Task to carry out: Your response should reproduce every line of the entries that contains the word "derive".

Records to use:
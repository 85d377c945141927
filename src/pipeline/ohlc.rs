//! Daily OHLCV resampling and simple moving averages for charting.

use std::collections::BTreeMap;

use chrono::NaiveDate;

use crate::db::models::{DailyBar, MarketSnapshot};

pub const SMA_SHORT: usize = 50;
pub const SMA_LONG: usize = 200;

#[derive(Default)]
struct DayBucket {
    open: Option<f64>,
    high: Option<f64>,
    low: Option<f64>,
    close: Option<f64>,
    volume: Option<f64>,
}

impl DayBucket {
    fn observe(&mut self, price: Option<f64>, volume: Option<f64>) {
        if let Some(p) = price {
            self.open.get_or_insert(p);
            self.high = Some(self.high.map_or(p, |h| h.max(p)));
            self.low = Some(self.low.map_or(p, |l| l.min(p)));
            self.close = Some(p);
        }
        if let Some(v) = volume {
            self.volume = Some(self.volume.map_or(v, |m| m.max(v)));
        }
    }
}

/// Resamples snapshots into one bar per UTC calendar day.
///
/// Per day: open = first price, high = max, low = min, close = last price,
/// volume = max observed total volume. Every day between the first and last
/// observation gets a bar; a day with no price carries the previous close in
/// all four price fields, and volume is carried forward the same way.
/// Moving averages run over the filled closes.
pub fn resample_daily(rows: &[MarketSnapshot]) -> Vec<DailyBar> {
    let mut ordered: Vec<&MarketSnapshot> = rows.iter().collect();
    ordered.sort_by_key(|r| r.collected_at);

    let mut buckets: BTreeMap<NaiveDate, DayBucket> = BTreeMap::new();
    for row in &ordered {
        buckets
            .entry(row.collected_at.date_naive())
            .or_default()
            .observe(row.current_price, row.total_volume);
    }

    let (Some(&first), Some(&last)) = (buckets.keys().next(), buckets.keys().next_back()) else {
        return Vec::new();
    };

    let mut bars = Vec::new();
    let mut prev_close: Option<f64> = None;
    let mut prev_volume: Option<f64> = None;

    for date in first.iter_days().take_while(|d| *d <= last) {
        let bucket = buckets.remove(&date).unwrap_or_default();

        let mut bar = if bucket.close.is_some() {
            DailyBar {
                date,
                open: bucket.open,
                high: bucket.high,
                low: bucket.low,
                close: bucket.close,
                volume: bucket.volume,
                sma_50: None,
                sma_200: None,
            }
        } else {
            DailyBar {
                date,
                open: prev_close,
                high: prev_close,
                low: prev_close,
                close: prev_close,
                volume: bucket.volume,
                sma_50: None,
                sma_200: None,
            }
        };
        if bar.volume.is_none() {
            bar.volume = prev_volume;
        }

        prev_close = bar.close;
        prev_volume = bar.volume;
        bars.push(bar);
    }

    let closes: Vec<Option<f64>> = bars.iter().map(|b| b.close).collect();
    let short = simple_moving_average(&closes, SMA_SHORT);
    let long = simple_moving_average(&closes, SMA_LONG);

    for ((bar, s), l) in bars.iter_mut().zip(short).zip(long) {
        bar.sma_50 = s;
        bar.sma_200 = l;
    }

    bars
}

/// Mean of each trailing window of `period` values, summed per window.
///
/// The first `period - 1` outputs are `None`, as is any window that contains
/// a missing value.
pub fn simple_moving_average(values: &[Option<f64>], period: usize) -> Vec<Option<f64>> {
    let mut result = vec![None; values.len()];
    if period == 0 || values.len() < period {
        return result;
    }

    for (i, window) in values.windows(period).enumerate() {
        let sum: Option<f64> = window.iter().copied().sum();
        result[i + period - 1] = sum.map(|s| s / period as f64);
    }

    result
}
--
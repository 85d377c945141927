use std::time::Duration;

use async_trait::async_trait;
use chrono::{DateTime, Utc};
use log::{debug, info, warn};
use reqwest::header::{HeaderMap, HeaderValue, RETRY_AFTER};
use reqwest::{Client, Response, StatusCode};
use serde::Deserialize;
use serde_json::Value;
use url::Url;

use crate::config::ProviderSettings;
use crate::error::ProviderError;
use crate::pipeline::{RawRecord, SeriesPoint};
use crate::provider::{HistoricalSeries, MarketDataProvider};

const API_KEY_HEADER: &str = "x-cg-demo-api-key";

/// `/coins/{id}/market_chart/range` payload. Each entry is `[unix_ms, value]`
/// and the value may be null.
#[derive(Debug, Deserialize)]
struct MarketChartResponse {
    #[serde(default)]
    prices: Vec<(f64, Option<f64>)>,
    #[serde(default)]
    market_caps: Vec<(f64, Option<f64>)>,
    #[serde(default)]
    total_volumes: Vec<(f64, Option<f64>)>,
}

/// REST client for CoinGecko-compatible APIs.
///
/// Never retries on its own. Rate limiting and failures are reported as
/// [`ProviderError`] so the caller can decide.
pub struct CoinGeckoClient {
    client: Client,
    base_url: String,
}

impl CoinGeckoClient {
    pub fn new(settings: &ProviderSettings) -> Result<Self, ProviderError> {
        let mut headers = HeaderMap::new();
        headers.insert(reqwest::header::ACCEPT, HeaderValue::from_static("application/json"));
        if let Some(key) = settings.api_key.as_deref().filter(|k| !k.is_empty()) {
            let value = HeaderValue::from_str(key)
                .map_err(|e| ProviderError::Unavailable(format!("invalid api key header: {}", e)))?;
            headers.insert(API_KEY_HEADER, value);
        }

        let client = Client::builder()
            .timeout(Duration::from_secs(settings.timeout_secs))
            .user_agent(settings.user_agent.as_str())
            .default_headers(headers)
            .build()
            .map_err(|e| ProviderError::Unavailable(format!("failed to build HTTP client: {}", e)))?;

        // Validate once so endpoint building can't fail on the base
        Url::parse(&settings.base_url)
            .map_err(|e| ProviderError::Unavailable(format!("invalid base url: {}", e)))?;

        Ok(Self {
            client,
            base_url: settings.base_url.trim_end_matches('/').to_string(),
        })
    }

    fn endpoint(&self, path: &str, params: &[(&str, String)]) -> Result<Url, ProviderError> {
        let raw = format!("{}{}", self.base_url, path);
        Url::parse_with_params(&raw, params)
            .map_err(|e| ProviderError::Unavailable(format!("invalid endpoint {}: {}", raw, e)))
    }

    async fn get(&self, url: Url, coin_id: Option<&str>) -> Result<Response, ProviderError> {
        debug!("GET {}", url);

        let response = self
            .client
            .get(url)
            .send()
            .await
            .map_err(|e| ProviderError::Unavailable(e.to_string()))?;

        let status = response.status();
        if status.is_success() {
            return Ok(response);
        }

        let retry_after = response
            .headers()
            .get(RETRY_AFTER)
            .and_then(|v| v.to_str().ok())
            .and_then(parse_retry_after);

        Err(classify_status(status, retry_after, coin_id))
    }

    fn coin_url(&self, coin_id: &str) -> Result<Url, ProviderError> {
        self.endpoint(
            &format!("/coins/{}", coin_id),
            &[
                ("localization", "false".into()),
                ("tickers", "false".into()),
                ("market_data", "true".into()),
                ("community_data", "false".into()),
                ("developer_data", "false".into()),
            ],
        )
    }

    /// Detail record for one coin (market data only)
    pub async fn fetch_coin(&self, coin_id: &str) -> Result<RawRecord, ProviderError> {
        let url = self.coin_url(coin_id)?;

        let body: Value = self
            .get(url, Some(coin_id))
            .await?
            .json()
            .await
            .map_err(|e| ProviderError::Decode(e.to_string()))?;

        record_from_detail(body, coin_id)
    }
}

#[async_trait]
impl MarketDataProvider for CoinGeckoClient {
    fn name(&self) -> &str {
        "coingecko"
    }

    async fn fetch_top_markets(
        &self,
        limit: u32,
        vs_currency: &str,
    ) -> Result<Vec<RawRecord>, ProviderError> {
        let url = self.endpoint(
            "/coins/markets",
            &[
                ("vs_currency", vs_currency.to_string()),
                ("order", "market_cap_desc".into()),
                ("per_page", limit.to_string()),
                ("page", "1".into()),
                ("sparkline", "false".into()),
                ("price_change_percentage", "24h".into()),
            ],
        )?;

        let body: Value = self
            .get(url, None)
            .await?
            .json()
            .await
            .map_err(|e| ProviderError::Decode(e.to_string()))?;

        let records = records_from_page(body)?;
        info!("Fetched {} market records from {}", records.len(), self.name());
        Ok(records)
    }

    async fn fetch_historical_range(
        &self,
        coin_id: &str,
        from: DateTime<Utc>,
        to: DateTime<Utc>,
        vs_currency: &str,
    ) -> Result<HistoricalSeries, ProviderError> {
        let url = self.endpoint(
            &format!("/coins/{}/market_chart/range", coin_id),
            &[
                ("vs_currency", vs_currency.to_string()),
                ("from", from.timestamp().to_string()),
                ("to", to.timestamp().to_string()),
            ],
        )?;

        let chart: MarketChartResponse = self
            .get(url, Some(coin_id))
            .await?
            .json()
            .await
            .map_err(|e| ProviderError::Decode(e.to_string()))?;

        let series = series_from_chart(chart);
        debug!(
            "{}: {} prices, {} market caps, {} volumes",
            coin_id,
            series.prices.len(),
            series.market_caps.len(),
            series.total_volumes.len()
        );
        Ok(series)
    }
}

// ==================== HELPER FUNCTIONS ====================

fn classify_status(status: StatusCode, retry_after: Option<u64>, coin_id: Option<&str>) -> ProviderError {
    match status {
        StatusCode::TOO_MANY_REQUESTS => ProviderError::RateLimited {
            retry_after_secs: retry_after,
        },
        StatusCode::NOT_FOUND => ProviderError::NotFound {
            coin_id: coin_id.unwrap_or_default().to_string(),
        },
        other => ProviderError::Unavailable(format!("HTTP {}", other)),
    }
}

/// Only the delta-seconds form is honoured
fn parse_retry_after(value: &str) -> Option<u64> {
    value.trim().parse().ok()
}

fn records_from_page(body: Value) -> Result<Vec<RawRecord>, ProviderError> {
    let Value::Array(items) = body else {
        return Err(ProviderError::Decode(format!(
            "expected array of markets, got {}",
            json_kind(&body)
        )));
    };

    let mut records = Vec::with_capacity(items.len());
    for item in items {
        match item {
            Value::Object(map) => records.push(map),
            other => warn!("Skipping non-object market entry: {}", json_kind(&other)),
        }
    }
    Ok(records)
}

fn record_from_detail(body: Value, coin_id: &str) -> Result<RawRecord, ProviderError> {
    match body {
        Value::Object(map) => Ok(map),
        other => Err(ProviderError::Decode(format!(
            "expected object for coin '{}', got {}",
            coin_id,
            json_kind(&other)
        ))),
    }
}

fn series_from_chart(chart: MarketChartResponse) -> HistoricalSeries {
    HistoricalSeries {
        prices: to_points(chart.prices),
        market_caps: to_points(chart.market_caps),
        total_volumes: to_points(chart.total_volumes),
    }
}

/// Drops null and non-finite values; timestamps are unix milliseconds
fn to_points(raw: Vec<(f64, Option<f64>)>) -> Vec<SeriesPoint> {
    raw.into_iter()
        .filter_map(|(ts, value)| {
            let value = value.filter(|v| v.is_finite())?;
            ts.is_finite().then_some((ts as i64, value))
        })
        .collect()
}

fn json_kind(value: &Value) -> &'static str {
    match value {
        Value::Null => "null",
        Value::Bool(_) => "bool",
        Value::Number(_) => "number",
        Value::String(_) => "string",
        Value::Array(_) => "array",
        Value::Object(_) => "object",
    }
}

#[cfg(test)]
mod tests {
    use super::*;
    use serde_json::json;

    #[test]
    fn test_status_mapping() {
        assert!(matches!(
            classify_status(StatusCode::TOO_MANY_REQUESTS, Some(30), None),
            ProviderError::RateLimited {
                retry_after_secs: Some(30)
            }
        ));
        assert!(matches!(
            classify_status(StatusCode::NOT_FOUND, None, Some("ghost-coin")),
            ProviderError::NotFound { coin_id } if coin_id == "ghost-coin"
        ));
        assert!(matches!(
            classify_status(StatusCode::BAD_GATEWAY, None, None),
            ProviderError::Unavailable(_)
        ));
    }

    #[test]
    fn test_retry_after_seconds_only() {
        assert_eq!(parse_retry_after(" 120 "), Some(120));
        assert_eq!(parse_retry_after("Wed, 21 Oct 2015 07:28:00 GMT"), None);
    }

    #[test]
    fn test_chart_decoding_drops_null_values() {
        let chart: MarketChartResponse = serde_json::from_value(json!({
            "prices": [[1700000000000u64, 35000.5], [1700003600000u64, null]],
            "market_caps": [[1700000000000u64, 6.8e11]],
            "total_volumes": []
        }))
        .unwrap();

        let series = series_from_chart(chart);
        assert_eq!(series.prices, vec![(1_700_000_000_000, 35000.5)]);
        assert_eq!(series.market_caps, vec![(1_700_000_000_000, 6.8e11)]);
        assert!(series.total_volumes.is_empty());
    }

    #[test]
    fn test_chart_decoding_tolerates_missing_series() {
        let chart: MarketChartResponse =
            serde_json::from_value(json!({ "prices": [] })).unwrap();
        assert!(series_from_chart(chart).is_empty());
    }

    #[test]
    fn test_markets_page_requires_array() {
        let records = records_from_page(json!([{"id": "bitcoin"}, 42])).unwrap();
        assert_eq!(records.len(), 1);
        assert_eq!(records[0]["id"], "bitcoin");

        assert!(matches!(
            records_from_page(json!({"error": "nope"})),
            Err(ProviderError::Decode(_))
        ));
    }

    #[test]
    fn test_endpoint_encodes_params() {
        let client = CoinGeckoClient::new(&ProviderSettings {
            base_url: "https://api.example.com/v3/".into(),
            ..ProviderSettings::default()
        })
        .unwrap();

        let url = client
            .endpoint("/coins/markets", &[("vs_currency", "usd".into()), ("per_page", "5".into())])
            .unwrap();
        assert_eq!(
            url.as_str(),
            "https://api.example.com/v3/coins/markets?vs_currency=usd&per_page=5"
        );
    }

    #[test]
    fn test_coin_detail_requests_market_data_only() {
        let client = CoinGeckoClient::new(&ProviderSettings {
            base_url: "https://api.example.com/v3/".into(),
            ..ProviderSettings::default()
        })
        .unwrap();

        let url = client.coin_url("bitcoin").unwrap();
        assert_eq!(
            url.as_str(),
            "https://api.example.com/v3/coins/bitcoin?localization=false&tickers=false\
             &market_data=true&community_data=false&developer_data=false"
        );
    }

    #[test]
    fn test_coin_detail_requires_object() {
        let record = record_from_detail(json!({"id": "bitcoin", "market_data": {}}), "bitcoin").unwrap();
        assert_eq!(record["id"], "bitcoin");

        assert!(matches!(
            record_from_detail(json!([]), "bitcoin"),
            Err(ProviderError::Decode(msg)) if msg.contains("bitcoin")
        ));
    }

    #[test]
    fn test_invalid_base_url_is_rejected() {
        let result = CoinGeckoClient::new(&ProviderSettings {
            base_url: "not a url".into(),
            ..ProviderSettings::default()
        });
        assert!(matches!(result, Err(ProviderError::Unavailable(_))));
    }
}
==
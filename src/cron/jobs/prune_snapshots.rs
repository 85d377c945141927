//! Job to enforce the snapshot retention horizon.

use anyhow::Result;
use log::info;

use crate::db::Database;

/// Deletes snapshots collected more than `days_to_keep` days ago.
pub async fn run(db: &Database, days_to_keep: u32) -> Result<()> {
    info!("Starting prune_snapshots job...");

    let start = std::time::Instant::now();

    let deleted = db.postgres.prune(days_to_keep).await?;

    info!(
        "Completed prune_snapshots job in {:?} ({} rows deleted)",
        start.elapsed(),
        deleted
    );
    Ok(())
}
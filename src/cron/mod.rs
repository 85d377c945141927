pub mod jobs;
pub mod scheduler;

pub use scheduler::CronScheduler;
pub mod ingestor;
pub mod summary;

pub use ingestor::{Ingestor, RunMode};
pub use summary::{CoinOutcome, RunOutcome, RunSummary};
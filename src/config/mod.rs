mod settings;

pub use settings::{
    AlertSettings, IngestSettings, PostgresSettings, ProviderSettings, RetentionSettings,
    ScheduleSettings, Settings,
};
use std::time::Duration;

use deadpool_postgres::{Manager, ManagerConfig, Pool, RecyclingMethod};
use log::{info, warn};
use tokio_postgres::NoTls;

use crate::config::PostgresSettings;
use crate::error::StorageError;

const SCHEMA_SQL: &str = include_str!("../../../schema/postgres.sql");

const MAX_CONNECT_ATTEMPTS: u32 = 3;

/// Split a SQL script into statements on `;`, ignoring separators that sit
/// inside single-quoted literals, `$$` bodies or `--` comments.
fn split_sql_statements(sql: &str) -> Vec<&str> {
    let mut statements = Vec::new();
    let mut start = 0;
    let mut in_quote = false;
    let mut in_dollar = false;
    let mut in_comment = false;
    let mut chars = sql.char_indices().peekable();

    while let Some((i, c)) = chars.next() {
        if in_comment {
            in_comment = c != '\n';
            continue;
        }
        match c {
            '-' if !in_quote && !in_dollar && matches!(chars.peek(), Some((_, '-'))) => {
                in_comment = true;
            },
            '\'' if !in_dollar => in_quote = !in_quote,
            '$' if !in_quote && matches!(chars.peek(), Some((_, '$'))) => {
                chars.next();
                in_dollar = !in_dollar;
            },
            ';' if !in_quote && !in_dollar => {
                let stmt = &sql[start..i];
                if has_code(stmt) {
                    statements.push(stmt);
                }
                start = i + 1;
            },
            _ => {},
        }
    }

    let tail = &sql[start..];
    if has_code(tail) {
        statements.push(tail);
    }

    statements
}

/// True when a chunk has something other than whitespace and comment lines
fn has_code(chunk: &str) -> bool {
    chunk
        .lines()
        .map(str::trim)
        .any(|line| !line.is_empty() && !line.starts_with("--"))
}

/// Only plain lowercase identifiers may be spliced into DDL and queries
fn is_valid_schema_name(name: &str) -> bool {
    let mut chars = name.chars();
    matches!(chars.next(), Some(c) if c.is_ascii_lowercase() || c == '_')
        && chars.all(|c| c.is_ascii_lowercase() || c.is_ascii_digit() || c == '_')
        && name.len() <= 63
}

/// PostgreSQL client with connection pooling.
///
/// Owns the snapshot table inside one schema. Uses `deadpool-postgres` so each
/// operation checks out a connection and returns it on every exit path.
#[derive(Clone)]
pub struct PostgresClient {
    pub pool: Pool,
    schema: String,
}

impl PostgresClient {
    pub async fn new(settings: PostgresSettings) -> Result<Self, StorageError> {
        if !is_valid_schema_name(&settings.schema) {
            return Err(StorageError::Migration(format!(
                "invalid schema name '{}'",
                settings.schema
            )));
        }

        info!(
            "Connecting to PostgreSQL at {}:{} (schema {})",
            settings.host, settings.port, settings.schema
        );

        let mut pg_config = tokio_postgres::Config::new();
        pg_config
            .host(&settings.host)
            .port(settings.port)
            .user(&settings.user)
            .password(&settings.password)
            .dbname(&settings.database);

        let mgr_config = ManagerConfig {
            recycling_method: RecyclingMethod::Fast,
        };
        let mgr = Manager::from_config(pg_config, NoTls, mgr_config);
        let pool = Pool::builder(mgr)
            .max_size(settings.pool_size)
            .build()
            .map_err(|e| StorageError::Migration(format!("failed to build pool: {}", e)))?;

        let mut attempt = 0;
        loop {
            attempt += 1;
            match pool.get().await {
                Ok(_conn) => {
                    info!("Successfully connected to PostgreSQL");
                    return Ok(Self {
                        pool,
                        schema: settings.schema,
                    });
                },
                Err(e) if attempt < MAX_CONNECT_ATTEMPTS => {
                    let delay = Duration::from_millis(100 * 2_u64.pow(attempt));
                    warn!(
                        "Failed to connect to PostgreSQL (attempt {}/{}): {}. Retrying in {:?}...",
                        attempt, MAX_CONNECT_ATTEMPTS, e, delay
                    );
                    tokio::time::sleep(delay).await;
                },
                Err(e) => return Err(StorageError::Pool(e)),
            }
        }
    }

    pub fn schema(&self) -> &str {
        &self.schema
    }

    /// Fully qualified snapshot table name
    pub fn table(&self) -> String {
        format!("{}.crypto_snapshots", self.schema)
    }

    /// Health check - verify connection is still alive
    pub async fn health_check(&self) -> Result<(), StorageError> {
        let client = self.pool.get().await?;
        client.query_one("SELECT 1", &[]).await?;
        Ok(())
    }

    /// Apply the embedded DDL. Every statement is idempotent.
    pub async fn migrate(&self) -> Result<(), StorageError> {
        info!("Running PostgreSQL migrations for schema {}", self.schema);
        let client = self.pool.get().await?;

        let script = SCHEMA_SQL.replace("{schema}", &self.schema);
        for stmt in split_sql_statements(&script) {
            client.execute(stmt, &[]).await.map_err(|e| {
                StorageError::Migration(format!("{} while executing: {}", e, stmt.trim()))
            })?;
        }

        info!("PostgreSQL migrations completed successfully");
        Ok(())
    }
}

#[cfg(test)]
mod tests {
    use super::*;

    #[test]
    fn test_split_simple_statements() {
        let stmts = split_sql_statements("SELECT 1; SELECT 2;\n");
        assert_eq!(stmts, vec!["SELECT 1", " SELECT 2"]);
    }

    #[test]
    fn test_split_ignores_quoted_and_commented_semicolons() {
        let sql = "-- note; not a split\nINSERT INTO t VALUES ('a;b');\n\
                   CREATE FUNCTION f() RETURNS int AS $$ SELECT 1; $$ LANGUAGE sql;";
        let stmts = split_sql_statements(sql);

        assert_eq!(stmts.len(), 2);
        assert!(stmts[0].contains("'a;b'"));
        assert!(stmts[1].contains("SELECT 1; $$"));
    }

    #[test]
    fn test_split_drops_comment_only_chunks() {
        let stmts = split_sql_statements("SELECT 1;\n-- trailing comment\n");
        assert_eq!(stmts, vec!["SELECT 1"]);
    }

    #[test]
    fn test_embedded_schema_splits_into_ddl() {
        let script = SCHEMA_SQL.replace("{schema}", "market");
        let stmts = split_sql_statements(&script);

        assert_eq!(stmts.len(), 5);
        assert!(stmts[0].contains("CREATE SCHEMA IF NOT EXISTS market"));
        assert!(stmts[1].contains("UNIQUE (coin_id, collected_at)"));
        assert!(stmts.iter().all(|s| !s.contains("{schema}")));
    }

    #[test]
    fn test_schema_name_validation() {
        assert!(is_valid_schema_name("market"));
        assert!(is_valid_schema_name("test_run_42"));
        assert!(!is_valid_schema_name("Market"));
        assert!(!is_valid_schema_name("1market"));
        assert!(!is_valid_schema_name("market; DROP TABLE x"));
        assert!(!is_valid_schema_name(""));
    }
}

Output below:
#[derive(Default)]
#[derive(Debug, Deserialize)]
#[derive(Clone)]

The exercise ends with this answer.